»»

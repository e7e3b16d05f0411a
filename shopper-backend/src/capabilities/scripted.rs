use super::{Capability, CapabilityChunk, CapabilityError, CapabilityRequest, ChunkSink};
use async_trait::async_trait;
use std::time::Duration;

#[derive(Debug, Clone)]
enum Reply {
    Text(String),
    /// Answer with a prefix followed by the query itself
    Echo(String),
    Fail(String),
}

/// Canned capability for offline runs of the pipeline.
///
/// Emits its progress messages, waits for the configured delay, then answers
/// with fixed text, echoes the query, or fails.
#[derive(Debug, Clone)]
pub struct ScriptedCapability {
    processing_message: String,
    progress: Vec<String>,
    delay: Duration,
    reply: Reply,
}

impl ScriptedCapability {
    fn with_reply(reply: Reply) -> Self {
        Self {
            processing_message: "Processing request...".to_string(),
            progress: Vec::new(),
            delay: Duration::ZERO,
            reply,
        }
    }

    pub fn answering(text: impl Into<String>) -> Self {
        Self::with_reply(Reply::Text(text.into()))
    }

    pub fn echoing(prefix: impl Into<String>) -> Self {
        Self::with_reply(Reply::Echo(prefix.into()))
    }

    pub fn failing(error: impl Into<String>) -> Self {
        Self::with_reply(Reply::Fail(error.into()))
    }

    pub fn with_processing_message(mut self, message: impl Into<String>) -> Self {
        self.processing_message = message.into();
        self
    }

    pub fn with_progress(mut self, messages: &[&str]) -> Self {
        self.progress = messages.iter().map(|m| m.to_string()).collect();
        self
    }

    pub fn with_delay(mut self, delay: Duration) -> Self {
        self.delay = delay;
        self
    }
}

#[async_trait]
impl Capability for ScriptedCapability {
    fn processing_message(&self) -> String {
        self.processing_message.clone()
    }

    async fn answer(&self, request: &CapabilityRequest) -> Result<String, CapabilityError> {
        if !self.delay.is_zero() {
            tokio::time::sleep(self.delay).await;
        }
        match &self.reply {
            Reply::Text(text) => Ok(text.clone()),
            Reply::Echo(prefix) => Ok(format!("{}{}", prefix, request.query)),
            Reply::Fail(error) => Err(CapabilityError::Failed(error.clone())),
        }
    }

    async fn stream(
        &self,
        request: &CapabilityRequest,
        chunks: &ChunkSink,
    ) -> Result<(), CapabilityError> {
        for message in &self.progress {
            let _ = chunks.send(CapabilityChunk::progress(message.clone()));
        }
        let text = self.answer(request).await?;
        let _ = chunks.send(CapabilityChunk::final_answer(text));
        Ok(())
    }
}

#[cfg(test)]
mod tests {
    use super::*;
    use tokio::sync::mpsc;

    #[tokio::test]
    async fn test_stream_sends_progress_then_final() {
        let cap = ScriptedCapability::answering("Galaxy F54").with_progress(&["Searching..."]);
        let (tx, mut rx) = mpsc::unbounded_channel();
        cap.stream(&CapabilityRequest::new("phones", "ctx"), &tx)
            .await
            .unwrap();
        drop(tx);

        assert_eq!(rx.recv().await, Some(CapabilityChunk::progress("Searching...")));
        assert_eq!(rx.recv().await, Some(CapabilityChunk::final_answer("Galaxy F54")));
        assert_eq!(rx.recv().await, None);
    }

    #[tokio::test]
    async fn test_echo_and_fail() {
        let req = CapabilityRequest::new("F54 vs M34", "ctx");
        let echo = ScriptedCapability::echoing("Summary: ");
        assert_eq!(echo.answer(&req).await.unwrap(), "Summary: F54 vs M34");

        let fail = ScriptedCapability::failing("boom");
        assert_eq!(
            fail.answer(&req).await,
            Err(CapabilityError::Failed("boom".to_string()))
        );
    }
}
use actix_web::{web, HttpResponse, Responder};
use serde::Deserialize;

use crate::AppState;

#[derive(Debug, Deserialize)]
pub struct SelectRequest {
    pub session_id: String,
    pub label: String,
}

pub fn config(cfg: &mut web::ServiceConfig) {
    cfg.service(web::resource("/api/delegations/select").route(web::post().to(select_delegation)));
}

/// Show one delegate's output next to the query, without calling any agent
async fn select_delegation(
    state: web::Data<AppState>,
    body: web::Json<SelectRequest>,
) -> impl Responder {
    let turn = state.gateway.select(&body.session_id, &body.label);
    HttpResponse::Ok().json(turn)
}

««

▸ **AIM OF THE EXERCISE**
Every line in the records above with "recv" in it adds one to the count; give that count and nothing else.

▸ **TASK ANSWER**
3